The CPHQ Exam Content Outline 2018 (sometimes known as the CPHQ Exam Specifications 2018), effective January 1, 2018, is found below. Click here to see a summary of what’s new in the CPHQ Exam Content Outline in 2018.
1. Organizational Leadership (35 items)
A. Structure and Integration
- Support organizational commitment to quality
- Participate in organization-wide strategic planning related to quality
- Align quality and safety activities with strategic goals
- Engage stakeholders to promote quality and safety (e.g., emergency preparedness, corporate compliance, infection prevention, case management, patient experience, provider network, vendors)
- Provide consultative support to the governing body and clinical staff regarding their roles and responsibilities (e.g., credentialing, privileging, quality oversight, risk management)
- Facilitate development of the quality structure (e.g., councils and committees)
- Assist in evaluating or developing data management systems (e.g., data bases, registries)
- Evaluate and integrate external best practices (e.g., resources from AHRQ, IHI, NQF, WHO, HEDIS, outcome measures)
- Participate in activities to identify and evaluate innovative solutions and practices
- Lead and facilitate change (e.g., change theories, diffusion, spread)
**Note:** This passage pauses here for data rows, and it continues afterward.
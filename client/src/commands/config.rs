//! # Config Command
//!
//! Shows and changes the CLI configuration.
//!
//! ## Usage
//!
//! ```bash
//! # Show current configuration
//! rips config show
//!
//! # Point the CLI at an on-premise server
//! rips config set --base-url https://rips.example.com/api --username alice
//!
//! # Keep the session cookie between invocations
//! rips config set --cookie-file ~/.cache/rips/cookies.json
//!
//! # Refuse cookies scoped to public suffixes such as `com`
//! rips config set --public-suffix-list /usr/share/publicsuffix/public_suffix_list.dat
//! ```

use std::path::PathBuf;

use anyhow::Result;
use colored::Colorize;

use crate::config::{Config, config_path};
use crate::exit_codes::*;

/// Arguments for the config set command
#[derive(Debug, Clone, Default)]
pub struct ConfigSetArgs {
    pub base_url: Option<String>,
    pub username: Option<String>,
    pub cookie_file: Option<PathBuf>,
    pub ca_certificate: Option<PathBuf>,
    pub public_suffix_list: Option<PathBuf>,
    pub timeout_secs: Option<u64>,
}

impl ConfigSetArgs {
    fn is_empty(&self) -> bool {
        self.base_url.is_none()
            && self.username.is_none()
            && self.cookie_file.is_none()
            && self.ca_certificate.is_none()
            && self.public_suffix_list.is_none()
            && self.timeout_secs.is_none()
    }

    /// Copy every given setting into `config`.
    fn apply(self, config: &mut Config) {
        if let Some(base_url) = self.base_url {
            config.set_base_url(base_url);
        }
        if let Some(username) = self.username {
            config.username = Some(username);
        }
        if let Some(path) = self.cookie_file {
            config.cookie_file = Some(path);
        }
        if let Some(path) = self.ca_certificate {
            config.ca_certificate = Some(path);
        }
        if let Some(path) = self.public_suffix_list {
            config.public_suffix_list = Some(path);
        }
        if let Some(secs) = self.timeout_secs {
            config.timeout_secs = Some(secs);
        }
    }
}

/// Execute the config show command
///
/// # Returns
///
/// * `Ok(EXIT_SUCCESS)` - Configuration displayed successfully
/// * `Ok(EXIT_CONFIG_ERROR)` - Configuration file is invalid
pub fn execute_show() -> Result<i32> {
    let exists = Config::exists();
    let config = match Config::load_or_default() {
        Ok(config) => config,
        Err(e) => {
            eprintln!("{} {:#}", "Error:".red().bold(), e);
            return Ok(EXIT_CONFIG_ERROR);
        }
    };

    println!();
    println!("{}", "RIPS Configuration".bold().underline());
    println!();

    if let Ok(path) = config_path() {
        let state = if exists {
            "".normal()
        } else {
            "(not created yet)".dimmed()
        };
        println!("  {} {} {}", "File:".dimmed(), path.display(), state);
    }

    println!("  {} {}", "Base URL:".dimmed(), config.base_url());
    if config.base_url() != config.stored_base_url() {
        println!(
            "  {} {} {}",
            "Stored URL:".dimmed(),
            config.stored_base_url(),
            "(overridden by RIPS_BASE_URL)".yellow()
        );
    }
    println!("  {} {}", "Username:".dimmed(), or_unset(config.username.as_deref()));
    println!(
        "  {} {}",
        "Cookie file:".dimmed(),
        or_unset(config.cookie_file.as_ref().map(|p| p.display().to_string()).as_deref())
    );
    println!(
        "  {} {}",
        "CA certificate:".dimmed(),
        or_unset(config.ca_certificate.as_ref().map(|p| p.display().to_string()).as_deref())
    );
    println!(
        "  {} {}",
        "Public suffix list:".dimmed(),
        or_unset(config.public_suffix_list.as_ref().map(|p| p.display().to_string()).as_deref())
    );
    match config.timeout_secs {
        Some(secs) => println!("  {} {}s", "Timeout:".dimmed(), secs),
        None => println!("  {} {}", "Timeout:".dimmed(), "default".dimmed()),
    }
    println!();

    Ok(EXIT_SUCCESS)
}

/// Execute the config set command
///
/// # Returns
///
/// * `Ok(EXIT_SUCCESS)` - Configuration saved
/// * `Ok(EXIT_INVALID_INPUT)` - Nothing to set
/// * `Ok(EXIT_CONFIG_ERROR)` - Existing configuration file is invalid
pub fn execute_set(args: ConfigSetArgs) -> Result<i32> {
    if args.is_empty() {
        eprintln!(
            "{} Nothing to set. Run `rips config set --help` for the available settings.",
            "Error:".red().bold()
        );
        return Ok(EXIT_INVALID_INPUT);
    }

    let mut config = match Config::load_or_default() {
        Ok(config) => config,
        Err(e) => {
            eprintln!("{} {:#}", "Error:".red().bold(), e);
            return Ok(EXIT_CONFIG_ERROR);
        }
    };

    args.apply(&mut config);
    config.save()?;

    println!("{} Configuration saved.", "✓".green().bold());
    Ok(EXIT_SUCCESS)
}

fn or_unset(value: Option<&str>) -> String {
    match value {
        Some(value) => value.to_string(),
        None => "not set".dimmed().to_string(),
    }
}
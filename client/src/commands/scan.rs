//! # Scan Command
//!
//! Uploads a source archive (unless a project with the archive's name already
//! exists), waits for the scan to finish and prints the issues as JSON with
//! their issue type and file resolved.
//!
//! ## Usage
//!
//! ```bash
//! rips scan --username alice shop.zip
//! ```

use std::collections::HashMap;
use std::path::{Path, PathBuf};
use std::time::Duration;

use anyhow::{Context, Result};
use log::debug;
use serde_json::Value;

use crate::api::{ApiClient, ApiError, Issue, Params, PollOptions, Project, record, records};
use crate::commands::{LoginArgs, connect};
use crate::errors::{display_error, display_info, display_success, report_api_error};
use crate::exit_codes::*;

/// Arguments for the scan command
#[derive(Debug, Clone)]
pub struct ScanArgs {
    pub login: LoginArgs,
    /// Source code archive to upload
    pub archive: PathBuf,
    /// Give up waiting after this many seconds
    pub max_wait: Option<u64>,
    /// Seconds between status polls
    pub interval: u64,
}

/// Execute the scan command
///
/// # Returns
///
/// * `Ok(EXIT_SUCCESS)` - Scan finished and issues were printed
/// * `Ok(EXIT_AUTH_ERROR)` / `Ok(EXIT_NETWORK_ERROR)` - Login failed
/// * `Ok(EXIT_SCAN_TIMEOUT)` - Scan did not finish within `--max-wait`
/// * `Err(_)` - Issues could not be printed
pub async fn execute(args: ScanArgs) -> Result<i32> {
    if !args.archive.is_file() {
        display_error(&format!("Archive not found: {}", args.archive.display()));
        return Ok(EXIT_INVALID_INPUT);
    }
    let Some(name) = project_name(&args.archive) else {
        display_error(&format!(
            "Cannot derive a project name from {}",
            args.archive.display()
        ));
        return Ok(EXIT_INVALID_INPUT);
    };

    let mut client = match connect(&args.login).await {
        Ok(client) => client,
        Err(exit_code) => return Ok(exit_code),
    };

    let exit_code = match run_scan(&client, &args, &name).await {
        Ok(issues) => {
            let output =
                serde_json::to_string_pretty(&issues).context("Failed to serialize issues")?;
            println!("{}", output);
            EXIT_SUCCESS
        }
        Err(e) => report_api_error(&e),
    };

    if let Err(e) = client.logout().await {
        debug!("Ignoring logout failure: {}", e);
    }

    Ok(exit_code)
}

async fn run_scan(client: &ApiClient, args: &ScanArgs, name: &str) -> Result<Vec<Value>, ApiError> {
    let project = match find_project_by_name(client, name).await? {
        Some(project) => {
            display_info("Project already existing");
            project
        }
        None => {
            display_info("Uploading project");
            let data = Params::new()
                .with("name", name)
                .with_file("source", &args.archive);
            let project: Project = record(client.add_project(data).await?)?;
            display_success("Upload complete");
            project
        }
    };

    display_info(&format!(
        "Waiting for the scan of project {} to finish",
        project.project_id
    ));
    client
        .block_until_finished_or_cancelled(project.project_id, &poll_options(args), ctrl_c())
        .await?;
    display_success("Scan finished");

    let issues: Vec<Issue> = records(client.get_project_issues(project.project_id, None).await?)?;
    dereference_issues(client, project.project_id, issues).await
}

/// Resolves once the user presses Ctrl+C.
async fn ctrl_c() {
    if tokio::signal::ctrl_c().await.is_err() {
        // No signal handler available: never cancel.
        std::future::pending::<()>().await;
    }
}

fn project_name(archive: &Path) -> Option<String> {
    archive
        .file_stem()
        .and_then(|stem| stem.to_str())
        .filter(|stem| !stem.is_empty())
        .map(str::to_string)
}

fn poll_options(args: &ScanArgs) -> PollOptions {
    let options = PollOptions::new().interval(Duration::from_secs(args.interval));
    match args.max_wait {
        Some(secs) => options.max_wait(Duration::from_secs(secs)),
        None => options,
    }
}

/// First project of the current user named `name`.
pub(crate) async fn find_project_by_name(
    client: &ApiClient,
    name: &str,
) -> Result<Option<Project>, ApiError> {
    let projects: Vec<Project> = records(client.get_projects(None).await?)?;
    Ok(projects
        .into_iter()
        .find(|project| project.name.as_deref() == Some(name)))
}

/// Replace the numeric type and file references of each issue by the
/// referenced records (`type` and `file` keys).
pub(crate) async fn dereference_issues(
    client: &ApiClient,
    project_id: u64,
    issues: Vec<Issue>,
) -> Result<Vec<Value>, ApiError> {
    let mut types: HashMap<u64, Value> = HashMap::new();
    let mut files: HashMap<u64, Value> = HashMap::new();
    let mut resolved = Vec::with_capacity(issues.len());

    for mut issue in issues {
        if let Some(type_id) = issue.type_id {
            let issue_type = match types.get(&type_id) {
                Some(cached) => cached.clone(),
                None => {
                    let fetched = client.get_issue_type(type_id).await?;
                    types.insert(type_id, fetched.clone());
                    fetched
                }
            };
            issue.extra.insert("type".to_string(), issue_type);
        }

        if let Some(file_id) = issue.file_id {
            let file = match files.get(&file_id) {
                Some(cached) => cached.clone(),
                None => {
                    let fetched = client.get_project_filename(project_id, file_id).await?;
                    files.insert(file_id, fetched.clone());
                    fetched
                }
            };
            issue.extra.insert("file".to_string(), file);
        }

        resolved.push(serde_json::to_value(&issue).map_err(|e| ApiError::Decode {
            message: e.to_string(),
        })?);
    }

    Ok(resolved)
}

#[cfg(test)]
mod tests {
    use super::*;
    use serde_json::json;
    use wiremock::matchers::{method, path};
    use wiremock::{Mock, MockServer, ResponseTemplate};

    fn scan_args(max_wait: Option<u64>) -> ScanArgs {
        ScanArgs {
            login: LoginArgs::default(),
            archive: PathBuf::from("shop.zip"),
            max_wait,
            interval: 5,
        }
    }

    #[test]
    fn test_project_name_from_archive() {
        assert_eq!(project_name(Path::new("/tmp/shop.zip")).as_deref(), Some("shop"));
        assert_eq!(project_name(Path::new("release-1.2.tar")).as_deref(), Some("release-1.2"));
        assert_eq!(project_name(Path::new("/")), None);
    }

    #[test]
    fn test_poll_options_from_args() {
        let options = poll_options(&scan_args(None));
        assert_eq!(options.interval, Duration::from_secs(5));
        assert!(options.max_wait.is_none());

        let options = poll_options(&scan_args(Some(600)));
        assert_eq!(options.max_wait, Some(Duration::from_secs(600)));
    }

    #[tokio::test]
    async fn test_find_project_by_name() {
        let server = MockServer::start().await;
        Mock::given(method("GET"))
            .and(path("/projects/"))
            .respond_with(ResponseTemplate::new(200).set_body_json(json!([
                {"projectId": 1, "name": "blog"},
                {"projectId": 2, "name": "shop"}
            ])))
            .mount(&server)
            .await;

        let client = ApiClient::new(server.uri()).unwrap();
        let project = find_project_by_name(&client, "shop").await.unwrap().unwrap();
        assert_eq!(project.project_id, 2);
        assert!(find_project_by_name(&client, "wiki").await.unwrap().is_none());
    }

    #[tokio::test]
    async fn test_dereference_issues_fetches_each_type_once() {
        let server = MockServer::start().await;
        Mock::given(method("GET"))
            .and(path("/issues/type/12/"))
            .respond_with(ResponseTemplate::new(200).set_body_json(json!({"id": 12, "name": "XSS"})))
            .expect(1)
            .mount(&server)
            .await;
        Mock::given(method("GET"))
            .and(path("/project/2/filename/5/"))
            .respond_with(ResponseTemplate::new(200).set_body_json(json!({"id": 5, "name": "index.php"})))
            .expect(1)
            .mount(&server)
            .await;

        let client = ApiClient::new(server.uri()).unwrap();
        let issues: Vec<Issue> = records(json!([
            {"id": 1, "typeId": 12, "fileId": 5},
            {"id": 2, "typeId": 12, "fileId": 5}
        ]))
        .unwrap();

        let resolved = dereference_issues(&client, 2, issues).await.unwrap();
        assert_eq!(resolved.len(), 2);
        assert_eq!(resolved[0]["type"]["name"], "XSS");
        assert_eq!(resolved[1]["file"]["name"], "index.php");
        assert_eq!(resolved[1]["typeId"], 12);
    }
}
- Participate in population health promotion and continuum of care activities (e.g., handoffs, transitions of care, episode of care, outcomes, healthcare utilization)
- Communicate resource needs to leadership to improve quality (e.g., staffing, equipment, technology)
- Recognize quality initiatives impacting reimbursement (e.g., pay for performance, value-based contracts)
B. Regulatory, Accreditation, and External Recognition
- Assist the organization in maintaining awareness of statutory and regulatory requirements (e.g., CMS, HIPAA, OSHA, PPACA)
- Identify appropriate accreditation, certification, and recognition options (e.g., AAAHC, CARF, DNV GL, ISO, NCQA, TJC, Baldrige, Magnet)
- Assist with survey or accreditation readiness
- Participate in the process for evaluating compliance with internal and external requirements for:
- clinical practice guidelines and pathways (e.g., medication use, infection prevention)
- service quality
- documentation
- practitioner performance evaluation (e.g., peer review, credentialing, privileging)
- gaps in patient experience outcomes (e.g., surveys, focus groups, teams, grievance, complaints)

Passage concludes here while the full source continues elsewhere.